TASK: From the first line of the data through the line containing "task: &IngestionTask<'_>, records: &[ChunkRecord])", return each line exactly.

DATA:

________

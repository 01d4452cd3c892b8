//! Embeds chunk records and writes them to a vector store.
//!
//! Runs under an [`IngestionTask`] guard; cancellation is honoured between
//! batches, so an already-submitted batch is always written completely.
use anyhow::anyhow;
use indicatif::{ProgressBar, ProgressStyle};
use serde::Serialize;

use citerag_core::chunker::ChunkRecord;
use citerag_core::task::{IngestionTask, IngestionTaskManager};
use citerag_core::traits::{Embedder, VectorSearch};
use citerag_core::types::VectorPoint;
use citerag_core::{Error, Result};

#[derive(Debug, Clone, Default, PartialEq, Eq, Serialize)]
pub struct IngestReport {
    pub task_id: String,
    pub chunks_indexed: usize,
    pub batches: usize,
}

pub struct IngestPipeline<'a, E: ?Sized, V: ?Sized> {
    embedder: &'a E,
    store: &'a V,
    batch_size: usize,
    show_progress: bool,
}

impl<'a, E, V> IngestPipeline<'a, E, V>
where
    E: Embedder + ?Sized,
    V: VectorSearch + ?Sized,
{
    pub fn new(embedder: &'a E, store: &'a V, batch_size: usize) -> Self {
        Self { embedder, store, batch_size: batch_size.max(1), show_progress: false }
    }

    #[must_use]
    pub fn with_progress(mut self, show: bool) -> Self {
        self.show_progress = show;
        self
    }

    /// Starts a new ingestion run and indexes `records`. Fails with
    /// [`Error::IngestionInProgress`] if another run holds the manager.
    pub fn run(&self, tasks: &IngestionTaskManager, records: &[ChunkRecord]) -> Result<IngestReport> {
        let task = tasks.start()?;
        self.run_task(&task, records)
    }

    pub fn run_task(&self, task: &IngestionTask<'_>, records: &[ChunkRecord]) -> Result<IngestReport> {
        let pb = if self.show_progress { ProgressBar::new(records.len() as u64) } else { ProgressBar::hidden() };
        pb.set_style(
            ProgressStyle::with_template("{spinner:.green} [{elapsed_precise}] [{bar:40.cyan/blue}] {pos}/{len} chunks ({percent}%) {msg}")
                .map(|s| s.progress_chars("#>-"))
                .unwrap_or_else(|_| ProgressStyle::default_bar()),
        );

        let mut report = IngestReport { task_id: task.id().to_string(), ..IngestReport::default() };
        for batch in records.chunks(self.batch_size) {
            task.check_cancelled()?;
            let texts: Vec<String> = batch.iter().map(|r| r.chunk_text.clone()).collect();
            let vectors = self.embedder.embed_batch(&texts).map_err(Error::embedding)?;
            if vectors.len() != batch.len() {
                return Err(Error::embedding(anyhow!("embedder returned {} vectors for {} texts", vectors.len(), batch.len())));
            }
            let mut points = Vec::with_capacity(batch.len());
            for (record, vector) in batch.iter().zip(vectors) {
                if vector.len() != self.embedder.dim() {
                    return Err(Error::DimensionMismatch { expected: self.embedder.dim(), actual: vector.len() });
                }
                points.push(VectorPoint { id: record.id.clone(), vector, payload: record.to_payload()? });
            }
            self.store.upsert(&points).map_err(Error::vector_store)?;
            report.chunks_indexed += points.len();
            report.batches += 1;
            pb.set_position(report.chunks_indexed as u64);
            tracing::debug!(task_id = %report.task_id, indexed = report.chunks_indexed, total = records.len(), "ingested batch");
        }
        pb.finish_and_clear();
        tracing::info!(task_id = %report.task_id, chunks = report.chunks_indexed, batches = report.batches, "ingestion complete");
        Ok(report)
    }
}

________

EXERCISE ANSWER:
repository 01d4452cd3c892b8
//! Embeds chunk records and writes them to a vector store.
//!
//! Runs under an [`IngestionTask`] guard; cancellation is honoured between
//! batches, so an already-submitted batch is always written completely.
use anyhow::anyhow;
use indicatif::{ProgressBar, ProgressStyle};
use serde::Serialize;

use citerag_core::chunker::ChunkRecord;
use citerag_core::task::{IngestionTask, IngestionTaskManager};
use citerag_core::traits::{Embedder, VectorSearch};
use citerag_core::types::VectorPoint;
use citerag_core::{Error, Result};

#[derive(Debug, Clone, Default, PartialEq, Eq, Serialize)]
pub struct IngestReport {
    pub task_id: String,
    pub chunks_indexed: usize,
    pub batches: usize,
}

pub struct IngestPipeline<'a, E: ?Sized, V: ?Sized> {
    embedder: &'a E,
    store: &'a V,
    batch_size: usize,
    show_progress: bool,
}

impl<'a, E, V> IngestPipeline<'a, E, V>
where
    E: Embedder + ?Sized,
    V: VectorSearch + ?Sized,
{
    pub fn new(embedder: &'a E, store: &'a V, batch_size: usize) -> Self {
        Self { embedder, store, batch_size: batch_size.max(1), show_progress: false }
    }

    #[must_use]
    pub fn with_progress(mut self, show: bool) -> Self {
        self.show_progress = show;
        self
    }

    /// Starts a new ingestion run and indexes `records`. Fails with
    /// [`Error::IngestionInProgress`] if another run holds the manager.
    pub fn run(&self, tasks: &IngestionTaskManager, records: &[ChunkRecord]) -> Result<IngestReport> {
        let task = tasks.start()?;
        self.run_task(&task, records)
    }

    pub fn run_task(&self, task: &IngestionTask<'_>, records: &[ChunkRecord]) -> Result<IngestReport> {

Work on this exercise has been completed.